I'm pretty sure my answer would be: No, I don't expect ever to see the Earth from space, although I would certainly like to. Supposedly, one of the two universally-liked activities for astronauts on the Space Station is watching the panorama of Earth passing below. So even the professionals are impressed. The closest I've ever come to this is the IMAX film Space Station 3D. Their tagline was: “A Select Few Have Been Aboard... Now It's Your Turn!” It did feel as though I'd had my turn.
Space Station 3D was written, produced and directed by Toni Myers with music by Micky Erbe and Maribeth Solomon. The director of photography is James Neihouse, and Tom Cruise narrates. And the result – in 3D and on a giant screen – is breathtaking.
Much of the film was shot in space by astronauts, who were trained in this by James Neihouse. However there is also some footage of training on the ground, if that's an apt description of training under water. When correctly balanced, using weights, the effect is almost like being in microgravity.
Watch out! Although we see three space launches, the most dramatic one involves an unmanned Russian Proton rocket carrying a component of what would be the new space station. Our view is at ground level and I still flinch and close my eyes when the rocks and dirt fly. It feels as though my own glasses are cracked when the camera lens is damaged.

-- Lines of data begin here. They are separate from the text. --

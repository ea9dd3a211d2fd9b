//! Key mapping from terminal events to UI actions.

use crate::types::{Mode, UiAction};
use crossterm::event::{KeyCode, KeyEvent, KeyEventKind, KeyModifiers};

/// Map keyboard input to UI actions.
pub fn handle_key_event(key: KeyEvent) -> Option<UiAction> {
    if key.kind == KeyEventKind::Release {
        return None;
    }

    match key.code {
        KeyCode::Left | KeyCode::Char('h') | KeyCode::Char('H') | KeyCode::Char('a') | KeyCode::Char('A') => {
            Some(UiAction::CursorLeft)
        }
        KeyCode::Right | KeyCode::Char('l') | KeyCode::Char('L') | KeyCode::Char('d') | KeyCode::Char('D') => {
            Some(UiAction::CursorRight)
        }
        KeyCode::Up | KeyCode::Char('k') | KeyCode::Char('K') | KeyCode::Char('w') | KeyCode::Char('W') => {
            Some(UiAction::CursorUp)
        }
        KeyCode::Down | KeyCode::Char('j') | KeyCode::Char('J') | KeyCode::Char('s') | KeyCode::Char('S') => {
            Some(UiAction::CursorDown)
        }

        KeyCode::Enter | KeyCode::Char(' ') => Some(UiAction::Select),

        // Mode select
        KeyCode::Char('1') => Some(UiAction::ChooseMode(Mode::Solo)),
        KeyCode::Char('2') => Some(UiAction::ChooseMode(Mode::Versus)),

        KeyCode::Char('r') | KeyCode::Char('R') => Some(UiAction::BackToMenu),
        KeyCode::Esc | KeyCode::Tab => Some(UiAction::Skip),

        _ => None,
    }
}

/// Check if key should quit the game.
pub fn should_quit(key: KeyEvent) -> bool {
    matches!(key.code, KeyCode::Char('q') | KeyCode::Char('Q'))
        || (key.code == KeyCode::Char('c') && key.modifiers.contains(KeyModifiers::CONTROL))
}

On board the Space Station, we get to float through the various compartments, and see how astronauts work, exercise, wash, and sleep. We also see them having fun, much of it related to the other universally-liked activity: having fun in microgravity. At one point the crew is sharing out some M&Ms by floating them around and catching them in their mouths. When one seems to come flying your way, it's hard to resist opening your mouth to catch it. I'm sure lots of the younger children did, rather hopefully, open their mouths. I certainly saw several rows of hands shoot up to catch a passing orange.
There's nothing new for space aficionados in this film. On the contrary, by now it is already historical. It shows the early stages of the construction of the Space Station. Expedition 1 arrived in November 2000 and the station has been continuously occupied since then.

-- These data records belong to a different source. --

//! Core types module - shared data structures and constants
//!
//! This module defines the fundamental types used throughout the application.
//! Everything here is plain data, usable from the core rules, the engine's
//! phase machine and the terminal front-end alike.
//!
//! # Board Sizing
//!
//! A board at level `L` holds `L + 1` distinct pair values (`2..=L + 2`), each
//! appearing exactly twice, for `2 * (L + 1)` tiles in total.
//!
//! # Game Timing Constants
//!
//! Timing values are in milliseconds of engine (virtual) time:
//!
//! | Constant | Value | Description |
//! |----------|-------|-------------|
//! | `REVEAL_PAUSE_MS` | 600 | Both picks shown before the pair is judged |
//! | `RESULT_PAUSE_MS` | 1000 | Result shown before the selection is cleared |
//! | `MISS_CLEAR_MS` | 800 | Versus user miss: result shown before clearing |
//! | `HANDOFF_MS` | 1200 | Versus user miss: cleared board before the opponent takes over |
//! | `OPPONENT_THINK_MS` | 1200 | Opponent "thinking" before its picks are revealed |
//! | `OPPONENT_REVEAL_MS` | 700 | Opponent picks shown before the pair is judged |
//! | `LEVEL_ADVANCE_MS` | 1500 | Full board shown before the next level is dealt |
//! | `INTRO_MS` | 2000 | Splash screen duration |
//!
//! # Examples
//!
//! ```
//! use tui_memory_types::{Mode, Side, TileId, TileValue, Tile};
//!
//! let tile = Tile::new(TileId(0), TileValue(2));
//! assert_eq!(tile.value, TileValue(2));
//!
//! assert_eq!(Mode::from_str("versus"), Some(Mode::Versus));
//! assert_eq!(Side::User.other(), Side::Opponent);
//! ```

use serde::Serialize;

/// Smallest pair value dealt on any board.
pub const FIRST_PAIR_VALUE: u32 = 2;

/// Both user picks stay face-up this long before the pair is judged.
pub const REVEAL_PAUSE_MS: u32 = 600;

/// Result window before the selection is cleared and the turn applied.
pub const RESULT_PAUSE_MS: u32 = 1000;

/// Versus mode, user miss: shorter result window before the picks flip back.
pub const MISS_CLEAR_MS: u32 = 800;

/// Versus mode, user miss: pause between flipping back and the opponent's turn.
pub const HANDOFF_MS: u32 = 1200;

/// Opponent "thinking" time before its choice is computed and revealed.
pub const OPPONENT_THINK_MS: u32 = 1200;

/// Opponent picks stay face-up this long before the pair is judged.
pub const OPPONENT_REVEAL_MS: u32 = 700;

/// Completed board stays on screen this long before the next level is dealt.
pub const LEVEL_ADVANCE_MS: u32 = 1500;

/// Splash screen duration.
pub const INTRO_MS: u32 = 2000;

/// Stable identity of a tile for the lifetime of one board.
#[derive(Debug, Clone, Copy, PartialEq, Eq, PartialOrd, Ord, Hash, Serialize)]
#[serde(transparent)]
pub struct TileId(pub u32);

/// Pair-matching key; rendered as a number of dots.
#[derive(Debug, Clone, Copy, PartialEq, Eq, PartialOrd, Ord, Hash, Serialize)]
#[serde(transparent)]
pub struct TileValue(pub u32);

/// A single card on the board. Immutable once dealt.
#[derive(Debug, Clone, Copy, PartialEq, Eq, Hash)]
pub struct Tile {
    pub id: TileId,
    pub value: TileValue,
}

impl Tile {
    pub const fn new(id: TileId, value: TileValue) -> Self {
        Self { id, value }
    }

    pub fn matches(&self, other: &Tile) -> bool {
        self.value == other.value
    }
}

/// Who may act. The single source of truth for turn ownership.
#[derive(Debug, Clone, Copy, PartialEq, Eq, Hash, Serialize)]
#[serde(rename_all = "lowercase")]
pub enum Side {
    User,
    Opponent,
}

impl Side {
    pub fn other(&self) -> Self {
        match self {
            Side::User => Side::Opponent,
            Side::Opponent => Side::User,
        }
    }

    pub fn as_str(&self) -> &'static str {
        match self {
            Side::User => "user",
            Side::Opponent => "opponent",
        }
    }
}

/// Game mode, chosen once per session.
#[derive(Debug, Clone, Copy, PartialEq, Eq, Hash, Serialize)]
#[serde(rename_all = "lowercase")]
pub enum Mode {
    /// One player clearing the board alone.
    Solo,
    /// User against the scripted opponent.
    Versus,
}

impl Mode {
    /// Parse mode from string (case-insensitive)
    ///
    /// Accepts the names and the menu shortcuts `1` / `2`.
    ///
    /// ```
    /// use tui_memory_types::Mode;
    ///
    /// assert_eq!(Mode::from_str("Solo"), Some(Mode::Solo));
    /// assert_eq!(Mode::from_str("2"), Some(Mode::Versus));
    /// assert_eq!(Mode::from_str("coop"), None);
    /// ```
    pub fn from_str(s: &str) -> Option<Self> {
        match s.trim().to_lowercase().as_str() {
            "solo" | "single" | "1" => Some(Mode::Solo),
            "versus" | "vs" | "2" => Some(Mode::Versus),
            _ => None,
        }
    }

    pub fn as_str(&self) -> &'static str {
        match self {
            Mode::Solo => "solo",
            Mode::Versus => "versus",
        }
    }

    pub fn has_opponent(&self) -> bool {
        matches!(self, Mode::Versus)
    }
}

/// Result of judging two face-up tiles.
#[derive(Debug, Clone, Copy, PartialEq, Eq, Serialize)]
#[serde(rename_all = "lowercase")]
pub enum MatchOutcome {
    Matched,
    Missed,
}

impl MatchOutcome {
    pub fn is_match(&self) -> bool {
        matches!(self, MatchOutcome::Matched)
    }
}

/// Engine phase.
///
/// ```text
/// Setup -> Idle -> AwaitingSecondPick -> Revealing -> Cooldown -> Idle
///                                                  \-> Handoff -> OpponentThinking -> Revealing
///                                       Cooldown -> LevelComplete -> Idle (next level)
/// ```
#[derive(Debug, Clone, Copy, PartialEq, Eq, Hash, Serialize)]
#[serde(rename_all = "snake_case")]
pub enum Phase {
    /// No mode chosen, no board.
    Setup,
    /// Waiting for the side to move to pick a first tile.
    Idle,
    /// One tile face-up.
    AwaitingSecondPick,
    /// Two tiles face-up, judgement pending.
    Revealing,
    /// Pair judged, result on screen.
    Cooldown,
    /// Versus user miss: picks flipped back, opponent about to take over.
    Handoff,
    /// Opponent's turn, choice not yet revealed.
    OpponentThinking,
    /// Every tile matched, next level pending.
    LevelComplete,
}

impl Phase {
    /// True while a resolution sequence is in flight; new selections are ignored.
    pub fn is_processing(&self) -> bool {
        !matches!(
            self,
            Phase::Setup | Phase::Idle | Phase::AwaitingSecondPick
        )
    }

    pub fn as_str(&self) -> &'static str {
        match self {
            Phase::Setup => "setup",
            Phase::Idle => "idle",
            Phase::AwaitingSecondPick => "awaiting_second_pick",
            Phase::Revealing => "revealing",
            Phase::Cooldown => "cooldown",
            Phase::Handoff => "handoff",
            Phase::OpponentThinking => "opponent_thinking",
            Phase::LevelComplete => "level_complete",
        }
    }
}

/// Maximum tiles per grid row.
pub const MAX_GRID_COLUMNS: usize = 6;

/// Number of grid columns used to lay out `tile_count` tiles.
///
/// ```
/// use tui_memory_types::grid_columns;
///
/// assert_eq!(grid_columns(4), 2);
/// assert_eq!(grid_columns(6), 3);
/// assert_eq!(grid_columns(20), 6);
/// ```
pub fn grid_columns(tile_count: usize) -> usize {
    tile_count.div_ceil(2).clamp(1, MAX_GRID_COLUMNS)
}

/// Front-end intents produced by the input layer.
///
/// Only `Select` and `ChooseMode` reach the engine; the rest drive the
/// presentation (cursor, screens).
#[derive(Debug, Clone, Copy, PartialEq, Eq)]
pub enum UiAction {
    CursorUp,
    CursorDown,
    CursorLeft,
    CursorRight,
    /// Flip the tile under the cursor
    Select,
    /// Pick a mode on the mode-select screen
    ChooseMode(Mode),
    /// Tear the game down and return to mode select
    BackToMenu,
    /// Dismiss the splash screen early
    Skip,
}

#[cfg(test)]
mod tests {
    use super::*;

    #[test]
    fn grid_columns_caps_at_six() {
        assert_eq!(grid_columns(0), 1);
        assert_eq!(grid_columns(8), 4);
        assert_eq!(grid_columns(12), 6);
        assert_eq!(grid_columns(40), MAX_GRID_COLUMNS);
    }

    #[test]
    fn reference_timing_defaults() {
        assert_eq!(REVEAL_PAUSE_MS, 600);
        assert_eq!(RESULT_PAUSE_MS, 1000);
        assert_eq!(MISS_CLEAR_MS, 800);
        assert_eq!(HANDOFF_MS, 1200);
        assert_eq!(OPPONENT_THINK_MS, 1200);
        assert_eq!(OPPONENT_REVEAL_MS, 700);
        assert_eq!(LEVEL_ADVANCE_MS, 1500);
        assert_eq!(INTRO_MS, 2000);
    }

    #[test]
    fn processing_phases() {
        assert!(!Phase::Setup.is_processing());
        assert!(!Phase::Idle.is_processing());
        assert!(!Phase::AwaitingSecondPick.is_processing());
        assert!(Phase::Revealing.is_processing());
        assert!(Phase::Cooldown.is_processing());
        assert!(Phase::Handoff.is_processing());
        assert!(Phase::OpponentThinking.is_processing());
        assert!(Phase::LevelComplete.is_processing());
    }

    #[test]
    fn side_other_round_trips() {
        assert_eq!(Side::User.other().other(), Side::User);
        assert_eq!(Side::Opponent.as_str(), "opponent");
    }

    #[test]
    fn tiles_match_on_value_only() {
        let a = Tile::new(TileId(0), TileValue(3));
        let b = Tile::new(TileId(5), TileValue(3));
        let c = Tile::new(TileId(1), TileValue(4));
        assert!(a.matches(&b));
        assert!(!a.matches(&c));
    }
}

But, alas, the space shuttles are no more. The last one, Atlantis, made the final flight in July 2011 and has retired to the Kennedy Space Center Visitor Complex in Florida. The trusty Russian Soyuz has continued to ferry astronauts to and from the Space Station.
There is something irresistible about an enterprise in which sixteen nations have worked together on such a difficult project. It is a wonderful achievement. We may learn some science there, but also something about getting along with each other.
See it? Yes, I would recommend the film for all ages, if you can find a science center with an IMAX theater. It's unlikely that commercial theaters are still showing it unless they have a good program of schools' performances. I should note that it's available on DVD and might be worth getting if you have a 3D player. However even then you would lose the sense of being there that you get in the IMAX version.
You can find out all about the Space Station here. The film itself has a website, but I wasn't impressed with it. I clicked on one item and got the message: “section launching soon . . . be sure to check back.” Somehow I don't think it will be launching soon.
Space Station 3D (2010), directed by Toni Myers, rated U, 47 minutes.
NOTE: I saw this film, as part of my work as an educator, at the Science Museum in London.